Back in 2008, YouNoodle launched with the claim that it could predict a startup's success using artificial intelligence. Reaction was mixed and six years on, the company's focus has changed considerably. With a fresh round of funding behind it, YouNoodle is now carving out a new brand for itself as a platform for discovering and managing startup competitions.
Over the past twelve months, 28,000 startups from 153 countries have competed in YouNoodle competitions. A small number of the most innovative of these projects pitched today in YouNoodle Live, a virtual demo day pilot that YouNoodle intends to make a repeat event.
Each startup had four minutes to pitch to an audience of investors, entrepreneurs and bloggers, followed by 4 minutes of Q&A. Most of the companies, though interesting, weren't bio-related but here are the three that caught my eye.

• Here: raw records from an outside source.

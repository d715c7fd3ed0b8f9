//! The MCC core of one participant
//!
//! Ties the shared region, the hardware gate and the MU doorbell together.
//! Buffers move between the free pool, endpoint receive lists and local
//! [`Buffer`] handles. Every move happens under the gate and is announced to
//! the other core through its signal queue plus the doorbell.
//!
//! Blocking calls sleep on two local wait events, one for freed buffers and
//! one for queued messages. The interrupt handler raises them after draining
//! this core's signal queue; local releases and sends raise them directly.
//! A woken waiter retakes the gate and re-checks, and losing the race for a
//! buffer simply means waiting again.

use core::fmt::Write as _;
use core::mem::size_of_val;
use core::sync::atomic::{AtomicBool, Ordering};
use core::time::Duration;

use alloc::sync::Arc;
use heapless::{Deque, String, Vec};
use spin::Mutex;

use crate::config::MccConfig;
use crate::error::{MccError, MccResult};
use crate::lpm::Handshake;
use crate::mu::{Mu, MuRegisters, ACR_RIE, ASR_GIP, ASR_RF_HANDSHAKE, LPM_HANDSHAKE_INDEX};
use crate::platform::{Platform, WaitEvent};
use crate::sema4::{Gate, GateGuard, Held, HwSemaphore};
use crate::shm::{
    Buffer, ReceiveList, SharedMemory, ShmView, Signal, SignalKind, BUFFER_SIZE, LAYOUT_VERSION,
    MAX_ENDPOINTS,
};
use crate::types::{CoreId, Endpoint, PhysAddr, Timeout};

/// Handshake words kept for a core without a [`Handshake`] attached
const CONTROL_INBOX: usize = 4;

// ============================================================================
// Reports
// ============================================================================

/// Version and identity of a running instance
#[derive(Debug, Clone, PartialEq, Eq)]
pub struct MccInfo {
    /// Layout version as `"MMM.mmm"`
    pub version: String<16>,
    pub core: CoreId,
    pub node: u32,
}

/// What one pass of [`Mcc::handle_interrupt`] did
#[derive(Debug, Default, Clone, Copy, PartialEq, Eq)]
pub struct IrqOutcome {
    /// A handshake word waits for [`Mcc::run_deferred_work`]
    pub deferred_work: bool,
    /// Signals drained from this core's queue
    pub signals: usize,
    /// The doorbell was pending but the other core held the gate; the
    /// interrupt stays asserted and must be serviced again
    pub retry: bool,
}

// ============================================================================
// MCC
// ============================================================================

/// One core's MCC instance
pub struct Mcc<R, S, P: Platform> {
    config: MccConfig,
    shm: Arc<SharedMemory>,
    mu: Mu<R, P>,
    gate: Gate<S>,
    freed: P::Event,
    queued: P::Event,
    lpm: Option<Handshake>,
    /// Shared with the interrupt handler, only locked with local
    /// interrupts masked
    control_words: Mutex<Deque<u32, CONTROL_INBOX>>,
    /// Endpoints created through this instance
    endpoints: Mutex<Vec<Endpoint, MAX_ENDPOINTS>>,
    initialized: AtomicBool,
}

Lab4U's premise is that lab equipment incredibly expensive and that as a consequence, many students in Latin America have to do without. Using the sensors that are built into smartphones, Chile-based Lab4U is producing a range of apps that are designed to equip these students with affordable "pocket labs".
An example app from Lab4U is SpectroCell, which hijacks smartphone cameras to turn devices into spectrophotometers.

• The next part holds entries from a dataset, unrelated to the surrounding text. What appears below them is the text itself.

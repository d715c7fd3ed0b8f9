//! mcc_mu - Multicore Communication over the i.MX Messaging Unit
//!
//! Two cores exchange fixed-size buffers through a shared memory region.
//! A hardware semaphore gate serializes access to the region's bookkeeping,
//! per-core signal queues describe what changed, and the Messaging Unit's
//! general interrupt rings the other core's doorbell. The same MU carries
//! the peer's low-power handshake (bus frequency and wake-up sources).
//!
//! The crate is `no_std` with `alloc`; the `std` feature adds a host
//! platform and a threaded two-core simulation.

#![cfg_attr(not(feature = "std"), no_std)]
// Shared-layout types have const constructors for static placement
#![allow(clippy::new_without_default)]
// Hardware register code often uses explicit bit shifts for documentation
#![allow(clippy::identity_op)]
// Sends hand the buffer back on failure
#![allow(clippy::result_large_err)]

extern crate alloc;

#[cfg(all(test, not(feature = "std")))]
extern crate std;

// Core types
pub mod config;
pub mod error;
pub mod types;

// Hardware and platform contracts
pub mod mu;
pub mod platform;
pub mod sema4;

// Shared region and protocol
pub mod lpm;
pub mod mcc;
pub mod shm;

#[cfg(feature = "std")]
pub mod sim;

pub use config::MccConfig;
pub use error::{MccError, MccResult};
pub use lpm::{BusFreq, Handshake, IrqController, LpmMessage, LpmState};
pub use mcc::{IrqOutcome, Mcc, MccInfo};
pub use mu::{Mu, MuRegisters};
pub use platform::{Platform, WaitEvent};
pub use sema4::{AtomicGate, GateHandle, HwSemaphore};
pub use shm::{Buffer, SharedMemory, BUFFER_SIZE, NUM_BUFFERS};
pub use types::{CoreId, Endpoint, PhysAddr, Timeout, TIME_INFINITE};

#[cfg(feature = "std")]
pub use platform::{StdEvent, StdPlatform};
//! Hardware semaphore gate protecting the shared bookkeeping
//!
//! Both cores serialize every access to the free pool and the endpoint
//! receive lists through one gate. The gate only offers try-lock/unlock:
//! the interrupt path must never spin on it. Task context spins, but first
//! masks the local doorbell interrupt, otherwise the interrupt path could
//! preempt the lock holder on the same core and fail its try-lock forever.

use alloc::sync::Arc;
use core::ops::Deref;
use core::ptr::{read_volatile, write_volatile};
use core::sync::atomic::{AtomicU32, Ordering};
use spin::Mutex;

use crate::types::CoreId;

// ============================================================================
// Contracts
// ============================================================================

/// Cross-core mutual exclusion primitive
pub trait HwSemaphore: Send + Sync {
    /// Take the gate if it is free; never blocks
    fn try_lock(&self) -> bool;

    /// Release a gate taken by this core
    fn unlock(&self);
}

/// Local interrupt source that must stay quiet while a task holds the gate
pub trait InterruptMask {
    fn mask(&self);
    fn unmask(&self);
}

// ============================================================================
// Atomic Gate
// ============================================================================

const GATE_FREE: u32 = 0;

/// Gate register emulated with compare-and-swap
///
/// Holds the owning core number plus one, zero when free. Both cores share
/// one instance through [`GateHandle`]s.
#[derive(Debug, Default)]
pub struct AtomicGate {
    owner: AtomicU32,
}

impl AtomicGate {
    pub const fn new() -> Self {
        Self {
            owner: AtomicU32::new(GATE_FREE),
        }
    }

    /// Core currently holding the gate
    pub fn owner(&self) -> Option<CoreId> {
        match self.owner.load(Ordering::Relaxed) {
            GATE_FREE => None,
            tag => Some(CoreId(tag - 1)),
        }
    }

    /// Handle through which `core` takes the gate
    pub fn handle(self: &Arc<Self>, core: CoreId) -> GateHandle {
        GateHandle {
            gate: Arc::clone(self),
            core,
        }
    }
}

/// One core's view of an [`AtomicGate`]
#[derive(Debug, Clone)]
pub struct GateHandle {
    gate: Arc<AtomicGate>,
    core: CoreId,
}

impl GateHandle {
    pub fn gate(&self) -> &AtomicGate {
        &self.gate
    }
}

impl HwSemaphore for GateHandle {
    fn try_lock(&self) -> bool {
        self.gate
            .owner
            .compare_exchange(GATE_FREE, self.core.0 + 1, Ordering::Acquire, Ordering::Relaxed)
            .is_ok()
    }

    fn unlock(&self) {
        if self
            .gate
            .owner
            .compare_exchange(self.core.0 + 1, GATE_FREE, Ordering::Release, Ordering::Relaxed)
            .is_err()
        {
            log::error!("{} released a gate it does not hold", self.core);
        }
    }
}

// ============================================================================
// SEMA4 Gate
// ============================================================================

/// One byte-wide gate of a memory-mapped SEMA4 block
///
/// Writing the domain number plus one to a free gate locks it; reading it
/// back tells whether the write won. Writing zero frees it.
#[derive(Debug)]
pub struct Sema4Mmio {
    gate_addr: usize,
    tag: u8,
}

impl Sema4Mmio {
    /// # Safety
    ///
    /// `gate_addr` must map the gate register for the lifetime of the value.
    pub const unsafe fn new(gate_addr: usize, domain: u8) -> Self {
        Self {
            gate_addr,
            tag: domain + 1,
        }
    }
}

impl HwSemaphore for Sema4Mmio {
    fn try_lock(&self) -> bool {
        let gate = self.gate_addr as *mut u8;
        unsafe {
            write_volatile(gate, self.tag);
            read_volatile(gate) == self.tag
        }
    }

    fn unlock(&self) {
        unsafe { write_volatile(self.gate_addr as *mut u8, 0) }
    }
}

// ============================================================================
// Gate
// ============================================================================

/// Proof that the gate is held, required by the shared-list operations
#[derive(Debug)]
pub struct Held {
    _priv: (),
}

/// The subsystem-wide gate of one core
pub struct Gate<S> {
    sema: S,
    /// Number of tasks inside `lock`; the doorbell stays masked while > 0
    masked: Mutex<usize>,
}

impl<S: HwSemaphore> Gate<S> {
    pub fn new(sema: S) -> Self {
        Self {
            sema,
            masked: Mutex::new(0),
        }
    }

    pub fn semaphore(&self) -> &S {
        &self.sema
    }

    /// Interrupt-context acquisition: one attempt, no masking
    pub fn try_lock(&self) -> Option<GateGuard<'_, S>> {
        if self.sema.try_lock() {
            Some(GateGuard {
                gate: self,
                mask: None,
                held: Held { _priv: () },
            })
        } else {
            None
        }
    }

    /// Task-context acquisition
    ///
    /// Masks `irq` (nesting with other local tasks), then spins on the gate
    /// calling `relax` between attempts.
    pub fn lock<'a>(&'a self, irq: &'a dyn InterruptMask, relax: impl Fn()) -> GateGuard<'a, S> {
        {
            let mut depth = self.masked.lock();
            if *depth == 0 {
                irq.mask();
            }
            *depth += 1;
        }
        while !self.sema.try_lock() {
            relax();
        }
        GateGuard {
            gate: self,
            mask: Some(irq),
            held: Held { _priv: () },
        }
    }
}

/// Held gate; releases (and unmasks, for task holders) on drop
pub struct GateGuard<'a, S: HwSemaphore> {
    gate: &'a Gate<S>,
    mask: Option<&'a dyn InterruptMask>,
    held: Held,
}

impl<S: HwSemaphore> Deref for GateGuard<'_, S> {
    type Target = Held;

    fn deref(&self) -> &Held {
        &self.held
    }
}

impl<S: HwSemaphore> Drop for GateGuard<'_, S> {
    fn drop(&mut self) {
        self.gate.sema.unlock();
        if let Some(irq) = self.mask {
            let mut depth = self.gate.masked.lock();
            *depth -= 1;
            if *depth == 0 {
                irq.unmask();
            }
        }
    }
}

Lab4U is currently fundraising.
The TychoBio team believes that many of the biochemicals that we use in everyday life are manufactured in unsustainable ways. For example, some are produced from petroleum, which results in significant chemical waste.

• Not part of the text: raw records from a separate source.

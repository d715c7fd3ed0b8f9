//! Platform services consumed by the MCC core
//!
//! Time, delays and cache maintenance come from the surrounding system, as
//! do the wait conditions blocking tasks sleep on. The conditions are
//! level-triggered and broadcast: every waiter wakes on each raise and must
//! re-check what it was waiting for.

use core::time::Duration;

// ============================================================================
// Wait Events
// ============================================================================

/// Broadcast wait condition with a pending flag
///
/// `raise` sets the flag, advances the generation and wakes every waiter.
/// Waiters capture [`generation`](Self::generation) before checking their
/// predicate and sleep until it moves, so a raise between the check and the
/// sleep is never lost.
pub trait WaitEvent: Send + Sync {
    fn new() -> Self
    where
        Self: Sized;

    /// Current generation, bumped by every raise
    fn generation(&self) -> u64;

    /// Set the flag and wake all waiters
    fn raise(&self);

    /// Reset the flag after a waiter found nothing to take
    fn clear(&self);

    fn is_raised(&self) -> bool;

    /// Sleep until the generation differs from `seen` or `timeout` elapsed
    ///
    /// Returns true when woken by a raise.
    fn wait_since(&self, seen: u64, timeout: Duration) -> bool;
}

// ============================================================================
// Platform
// ============================================================================

/// Clock, delay and cache services of one core
pub trait Platform: Send + Sync {
    type Event: WaitEvent;

    /// Monotonic time since an arbitrary origin
    fn now(&self) -> Duration;

    /// Sleeping delay, only called from task context
    fn delay(&self, d: Duration);

    /// Back-off inside busy-wait loops
    fn relax(&self) {
        core::hint::spin_loop();
    }

    /// Drop stale cache lines before reading memory the peer may have written
    fn dcache_invalidate(&self, _addr: *const u8, _len: usize) {}

    /// Write back local modifications so the peer observes them
    fn dcache_flush(&self, _addr: *const u8, _len: usize) {}

    /// Mask this core's interrupts; returns whether they were enabled
    ///
    /// Must nest: a call while already masked returns false and the
    /// matching restore leaves them masked.
    fn disable_local_irqs(&self) -> bool;

    /// Undo the [`disable_local_irqs`](Self::disable_local_irqs) call that
    /// returned `was_enabled`
    fn restore_local_irqs(&self, was_enabled: bool);

    /// Run `f` with this core's interrupts masked
    ///
    /// State shared between task context and the interrupt handler is only
    /// touched in here, never under a lock the handler could spin on.
    fn without_irqs<T>(&self, f: impl FnOnce() -> T) -> T
    where
        Self: Sized,
    {
        let was_enabled = self.disable_local_irqs();
        let out = f();
        self.restore_local_irqs(was_enabled);
        out
    }
}

// ============================================================================
// Host implementation
// ============================================================================

#[cfg(feature = "std")]
pub use self::host::{StdEvent, StdPlatform};

#[cfg(feature = "std")]
mod host {
    use super::{Platform, WaitEvent};
    use core::time::Duration;
    use std::cell::Cell;
    use std::sync::{Condvar, Mutex, OnceLock};
    use std::thread::{self, ThreadId};
    use std::time::Instant;

    /// [`WaitEvent`] over a std mutex and condition variable
    #[derive(Debug, Default)]
    pub struct StdEvent {
        state: Mutex<EventState>,
        cond: Condvar,
    }

    #[derive(Debug, Default)]
    struct EventState {
        raised: bool,
        generation: u64,
    }

    impl StdEvent {
        fn state(&self) -> std::sync::MutexGuard<'_, EventState> {
            // A panicking waiter cannot leave the state inconsistent.
            self.state.lock().unwrap_or_else(|e| e.into_inner())
        }
    }

    impl WaitEvent for StdEvent {
        fn new() -> Self {
            Self::default()
        }

        fn generation(&self) -> u64 {
            self.state().generation
        }

        fn raise(&self) {
            let mut st = self.state();
            st.raised = true;
            st.generation = st.generation.wrapping_add(1);
            drop(st);
            self.cond.notify_all();
        }

        fn clear(&self) {
            self.state().raised = false;
        }

        fn is_raised(&self) -> bool {
            self.state().raised
        }

        fn wait_since(&self, seen: u64, timeout: Duration) -> bool {
            let st = self.state();
            let (st, _) = self
                .cond
                .wait_timeout_while(st, timeout, |st| st.generation == seen)
                .unwrap_or_else(|e| e.into_inner());
            st.generation != seen
        }
    }

    /// Host platform: wall clock from [`Instant`], sleeping delays,
    /// yielding back-off and coherent memory
    #[derive(Debug, Clone, Copy, Default)]
    pub struct StdPlatform;

    fn origin() -> Instant {
        static ORIGIN: OnceLock<Instant> = OnceLock::new();
        *ORIGIN.get_or_init(Instant::now)
    }

    /// Interrupt masking on the host
    ///
    /// Simulated interrupt handlers run on their own threads, so masking is
    /// one process-wide lock. The owning thread may re-enter it.
    struct IrqMask {
        owner: Mutex<Option<ThreadId>>,
        released: Condvar,
    }

    fn irq_mask() -> &'static IrqMask {
        static MASK: OnceLock<IrqMask> = OnceLock::new();
        MASK.get_or_init(|| IrqMask {
            owner: Mutex::new(None),
            released: Condvar::new(),
        })
    }

    thread_local! {
        static MASK_DEPTH: Cell<usize> = const { Cell::new(0) };
    }

    impl Platform for StdPlatform {
        type Event = StdEvent;

        fn disable_local_irqs(&self) -> bool {
            let depth = MASK_DEPTH.with(Cell::get);
            if depth == 0 {
                let mask = irq_mask();
                let owner = mask.owner.lock().unwrap_or_else(|e| e.into_inner());
                let mut owner = mask
                    .released
                    .wait_while(owner, |o| o.is_some())
                    .unwrap_or_else(|e| e.into_inner());
                *owner = Some(thread::current().id());
            }
            MASK_DEPTH.with(|d| d.set(depth + 1));
            depth == 0
        }

        fn restore_local_irqs(&self, was_enabled: bool) {
            let depth = MASK_DEPTH.with(Cell::get).saturating_sub(1);
            MASK_DEPTH.with(|d| d.set(depth));
            if was_enabled && depth == 0 {
                let mask = irq_mask();
                *mask.owner.lock().unwrap_or_else(|e| e.into_inner()) = None;
                mask.released.notify_one();
            }
        }

        fn now(&self) -> Duration {
            origin().elapsed()
        }

        fn delay(&self, d: Duration) {
            std::thread::sleep(d);
        }

        fn relax(&self) {
            std::thread::yield_now();
        }
    }
}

TychoBio is producing these biochemicals via moss, which it grows in large bioreactors. As the moss grows, it produces chemicals. By "reprogramming" the moss' biochemical production pathway, the company is able to generate other compounds. TychBio says that this method is cheaper and more efficient than others on the market.
I'm stretching the bio boundaries a bit with Natural Machines, the maker of 3D food-printing device Foodini, as they're really in the business of creating a kitchen appliance. It's food, it's nutrition...
Lynette Kucsma, Natural Machine's Barcelona-based co-founder and CMO, outlines the company's vision as being to revolutionize food preparation, as the microwave did in the 70s. The Foodini appliance takes fresh ingredients and prints them into more complex foods, such as gnocchi or ravioli. Its design appears slick - it would slot into a modern kitchen very easily - and of course it's an internet-connected appliance.
The Foodini is scheduled for early access sales at the end of 2014, with mass market retail to come in mid-2015. The cost will be $1300.